* WORK TASK
Return a copy of every line in the data below that contains "such".

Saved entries

//! Purpose: `sheetrelay` CLI entry point.
//! Role: Binary crate root; parses args, sets up logging, runs jobs, emits JSON on stdout.
//! Invariants: Each job prints exactly one JSON summary on stdout.
//! Invariants: Errors are emitted as JSON on stderr (text when stderr is a terminal).
//! Invariants: Process exit code is derived from `api::to_exit_code`.
#![allow(clippy::result_large_err)]
use std::io::{self, IsTerminal};
use std::path::PathBuf;

use clap::{
    CommandFactory, Parser, Subcommand, ValueEnum, ValueHint, error::ErrorKind as ClapErrorKind,
};
use clap_complete::aot::Shell;
use serde_json::{Map, Value, json};
use std::error::Error as StdError;
use tracing_subscriber::EnvFilter;
use tracing_subscriber::fmt::time::UtcTime;

mod command_dispatch;
mod report_json;

use sheetrelay::api::{Error, ErrorKind, to_exit_code};
use sheetrelay::notice::{Notice, notice_json};

#[derive(Copy, Clone, Debug)]
struct RunOutcome {
    exit_code: i32,
}

impl RunOutcome {
    fn ok() -> Self {
        Self { exit_code: 0 }
    }

    fn with_code(exit_code: i32) -> Self {
        Self { exit_code }
    }
}

fn main() {
    let exit_code = match run() {
        Ok(outcome) => outcome.exit_code,
        Err((err, color_mode)) => {
            emit_error(&err, color_mode);
            to_exit_code(err.kind())
        }
    };
    std::process::exit(exit_code);
}

fn run() -> Result<RunOutcome, (Error, ColorMode)> {
    let cli = match Cli::try_parse() {
        Ok(cli) => cli,
        Err(err) => match err.kind() {
            ClapErrorKind::DisplayHelp
            | ClapErrorKind::DisplayVersion
            | ClapErrorKind::DisplayHelpOnMissingArgumentOrSubcommand => {
                err.print().map_err(|io_err| {
                    (
                        Error::new(ErrorKind::Io)
                            .with_message("failed to write help")
                            .with_source(io_err),
                        ColorMode::Auto,
                    )
                })?;
                let exit_code = if matches!(
                    err.kind(),
                    ClapErrorKind::DisplayHelpOnMissingArgumentOrSubcommand
                ) {
                    2
                } else {
                    0
                };
                return Ok(RunOutcome::with_code(exit_code));
            }
            _ => {
                return Err((
                    Error::new(ErrorKind::Usage)
                        .with_message(clap_error_summary(&err))
                        .with_hint("Try `sheetrelay --help`."),
                    ColorMode::Auto,
                ));
            }
        },
    };

    let color_mode = cli.color;
    init_tracing(cli.log_level.as_deref()).map_err(|err| (err, color_mode))?;

    command_dispatch::dispatch_command(cli)
        .map_err(add_auth_hint)
        .map_err(add_exhausted_hint)
        .map_err(add_internal_hint)
        .map_err(|err| (err, color_mode))
}

#[derive(Parser)]
#[command(
    name = "sheetrelay",
    version,
    about = "Copy and filter ranges between Google Sheets documents",
    long_about = r#"Copy and filter ranges between Google Sheets documents.

Reads are adaptive: one whole-range request first, then row segments that
grow on success and halve on failure. Writes clear the destination, grow its
grid when needed, and send rows in chunks. Every remote call is retried with
capped exponential backoff."#,
    after_help = r#"CREDENTIALS
  SHEETS_ACCESS_TOKEN   bearer token used as-is
  GOOGLE_CREDENTIALS    service account key JSON
  --credentials FILE    service account key file (default: credentials.json)

EXAMPLES
  $ sheetrelay export --source <ID> --destination <ID>
  $ sheetrelay replicate --origin <ID>
  $ sheetrelay --config jobs.json --log-level debug replicate"#,
    arg_required_else_help = true
)]
struct Cli {
    #[arg(
        long,
        global = true,
        help = "JSON config file overriding built-in defaults",
        value_hint = ValueHint::FilePath
    )]
    config: Option<PathBuf>,
    #[arg(
        long,
        global = true,
        help = "Service account key file (default: credentials.json)",
        value_hint = ValueHint::FilePath
    )]
    credentials: Option<PathBuf>,
    #[arg(
        long,
        global = true,
        value_name = "FILTER",
        help = "Log filter such as info, debug or sheetrelay=trace (default: $RUST_LOG, then info)"
    )]
    log_level: Option<String>,
    #[arg(
        long,
        global = true,
        default_value = "auto",
        value_enum,
        help = "Colorize stderr diagnostics: auto|always|never"
    )]
    color: ColorMode,

    #[command(subcommand)]
    command: Command,
}

#[derive(Copy, Clone, Debug, ValueEnum)]
enum ColorMode {
    Auto,
    Always,
    Never,
}

impl ColorMode {
    fn use_color(self, is_tty: bool) -> bool {
        match self {
            ColorMode::Auto => is_tty,
            ColorMode::Always => true,
            ColorMode::Never => false,
        }
    }
}

#[derive(Subcommand)]
enum Command {
    #[command(
        about = "Copy selected columns of the source sheet into the destination sheet",
        after_help = r#"EXAMPLES
  $ sheetrelay export --source <ID> --destination <ID>"#
    )]
    Export {
        #[arg(long, value_name = "ID", help = "Source spreadsheet id")]
        source: Option<String>,
        #[arg(long, value_name = "ID", help = "Destination spreadsheet id")]
        destination: Option<String>,
    },
    #[command(
        about = "Fan the source sheet out to every destination listed in the config sheet",
        after_help = r#"NOTES
  - Destinations come from the filter/id column pair of the origin's config sheet.
  - A destination without the target sheet is skipped; a failing one is reported
    and the run continues. The exit code reflects the first failure."#
    )]
    Replicate {
        #[arg(long, value_name = "ID", help = "Origin spreadsheet id")]
        origin: Option<String>,
    },
    #[command(about = "Generate shell completions")]
    Completion {
        #[arg(value_enum)]
        shell: Shell,
    },
}

fn init_tracing(level: Option<&str>) -> Result<(), Error> {
    let env_filter = match level {
        Some(level) => EnvFilter::try_new(level).map_err(|err| {
            Error::new(ErrorKind::Usage)
                .with_message(format!("invalid --log-level '{level}'"))
                .with_hint("Use a level such as info or debug, or a directive like sheetrelay=trace.")
                .with_source(err)
        })?,
        None => EnvFilter::try_from_default_env().unwrap_or_else(|_| EnvFilter::new("info")),
    };
    let _ = tracing_subscriber::fmt()
        .with_env_filter(env_filter)
        .with_target(false)
        .with_timer(UtcTime::rfc_3339())
        .with_writer(io::stderr)
        .try_init();
    Ok(())
}

fn add_auth_hint(err: Error) -> Error {
    if err.hint().is_some() {
        return err;
    }
    match err.kind() {
        ErrorKind::Auth => err.with_hint(
            "Check that the service account key is valid and the token has not been revoked.",
        ),
        ErrorKind::Permission => err.with_hint(
            "Share the spreadsheet with the service account email, or check the API is enabled.",
        ),
        ErrorKind::NotFound => err.with_hint("Check the spreadsheet id."),
        _ => err,
    }
}

fn add_exhausted_hint(err: Error) -> Error {
    if err.kind() != ErrorKind::Exhausted || err.hint().is_some() {
        return err;
    }
    err.with_hint("The API kept failing. Retry later or raise retry.max_attempts in the config.")
}

fn add_internal_hint(err: Error) -> Error {
    if err.kind() != ErrorKind::Internal || err.hint().is_some() {
        return err;
    }
    err.with_hint(
        "Unexpected internal failure. Retry with RUST_LOG=debug and share command/context if it persists.",
    )
}

fn emit_json(value: Value) {
    let pretty = io::stdout().is_terminal();
    let json = if pretty {
        serde_json::to_string_pretty(&value)
    } else {
        serde_json::to_string(&value)
    }
    .unwrap_or_else(|_| "{\"error\":\"json encode failed\"}".to_string());
    println!("{json}");
}

#[derive(Copy, Clone, Debug)]
enum AnsiColor {
    Red,
    Yellow,
}

fn colorize_label(label: &str, enabled: bool, color: AnsiColor) -> String {
    if !enabled {
        return label.to_string();
    }
    let code = match color {
        AnsiColor::Red => "31",
        AnsiColor::Yellow => "33",
    };
    format!("\u{1b}[{code}m{label}\u{1b}[0m")
}

fn emit_error(err: &Error, color_mode: ColorMode) {
    let is_tty = io::stderr().is_terminal();
    if is_tty {
        eprintln!("{}", error_text(err, color_mode.use_color(is_tty)));
        return;
    }

    let value = error_json(err);
    let json = serde_json::to_string(&value).unwrap_or_else(|_| {
        "{\"error\":{\"kind\":\"Internal\",\"message\":\"json encode failed\"}}".to_string()
    });
    eprintln!("{json}");
}

fn emit_notice(notice: &Notice, color_mode: ColorMode) {
    let is_tty = io::stderr().is_terminal();
    if is_tty {
        let label = colorize_label("notice:", color_mode.use_color(is_tty), AnsiColor::Yellow);
        eprintln!("{label} {} (spreadsheet: {})", notice.message, notice.target);
        return;
    }

    let value = notice_json(notice);
    let json = serde_json::to_string(&value).unwrap_or_else(|_| {
        "{\"notice\":{\"kind\":\"Internal\",\"message\":\"json encode failed\"}}".to_string()
    });
    eprintln!("{json}");
}

fn error_message(err: &Error) -> String {
    if let Some(message) = err.message() {
        return message.to_string();
    }
    match err.kind() {
        ErrorKind::Internal => "internal error".to_string(),
        ErrorKind::Usage => "usage error".to_string(),
        ErrorKind::NotFound => "not found".to_string(),
        ErrorKind::Permission => "permission denied".to_string(),
        ErrorKind::Auth => "authentication failed".to_string(),
        ErrorKind::RateLimited => "rate limited".to_string(),
        ErrorKind::Unavailable => "service unavailable".to_string(),
        ErrorKind::Io => "i/o error".to_string(),
        ErrorKind::Structure => "unexpected sheet structure".to_string(),
        ErrorKind::Exhausted => "retries exhausted".to_string(),
    }
}

fn error_causes(err: &Error) -> Vec<String> {
    let mut causes = Vec::new();
    let mut cur = err.source();
    while let Some(source) = cur {
        causes.push(source.to_string());
        cur = source.source();
    }
    causes
}

pub(crate) fn error_json(err: &Error) -> Value {
    let mut inner = Map::new();
    inner.insert("kind".to_string(), json!(format!("{:?}", err.kind())));
    inner.insert("message".to_string(), json!(error_message(err)));
    if let Some(hint) = err.hint() {
        inner.insert("hint".to_string(), json!(hint));
    }
    if let Some(spreadsheet) = err.spreadsheet() {
        inner.insert("spreadsheet".to_string(), json!(spreadsheet));
    }
    if let Some(range) = err.range() {
        inner.insert("range".to_string(), json!(range));
    }
    if let Some(status) = err.status() {
        inner.insert("status".to_string(), json!(status));
    }
    let causes = error_causes(err);
    if !causes.is_empty() {
        inner.insert("causes".to_string(), json!(causes));
    }

    let mut outer = Map::new();
    outer.insert("error".to_string(), Value::Object(inner));
    Value::Object(outer)
}

fn error_text(err: &Error, use_color: bool) -> String {
    let mut lines = Vec::new();
    lines.push(format!(
        "{} {}",
        colorize_label("error:", use_color, AnsiColor::Red),
        error_message(err)
    ));

    if let Some(hint) = err.hint() {
        lines.push(format!(
            "{} {hint}",
            colorize_label("hint:", use_color, AnsiColor::Yellow)
        ));
    }
    if let Some(spreadsheet) = err.spreadsheet() {
        lines.push(format!(
            "{} {spreadsheet}",
            colorize_label("spreadsheet:", use_color, AnsiColor::Yellow)
        ));
    }
    if let Some(range) = err.range() {
        lines.push(format!(
            "{} {range}",
            colorize_label("range:", use_color, AnsiColor::Yellow)
        ));
    }
    if let Some(status) = err.status() {
        lines.push(format!(
            "{} {status}",
            colorize_label("status:", use_color, AnsiColor::Yellow)
        ));
    }

    let causes = error_causes(err);
    if let Some(cause) = causes.first() {
        lines.push(format!(
            "{} {cause}",
            colorize_label("caused by:", use_color, AnsiColor::Yellow)
        ));
    }

    lines.join("\n")
}

fn clap_error_summary(err: &clap::Error) -> String {
    for line in err.to_string().lines() {
        let trimmed = line.trim();
        if trimmed.is_empty() {
            continue;
        }
        if let Some(rest) = trimmed.strip_prefix("error:") {
            return rest.trim().to_string();
        }
        return trimmed.to_string();
    }
    "invalid arguments".to_string()
}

* PROBLEM SOLUTION
        help = "Log filter such as info, debug or sheetrelay=trace (default: $RUST_LOG, then info)"
                .with_hint("Use a level such as info or debug, or a directive like sheetrelay=trace.")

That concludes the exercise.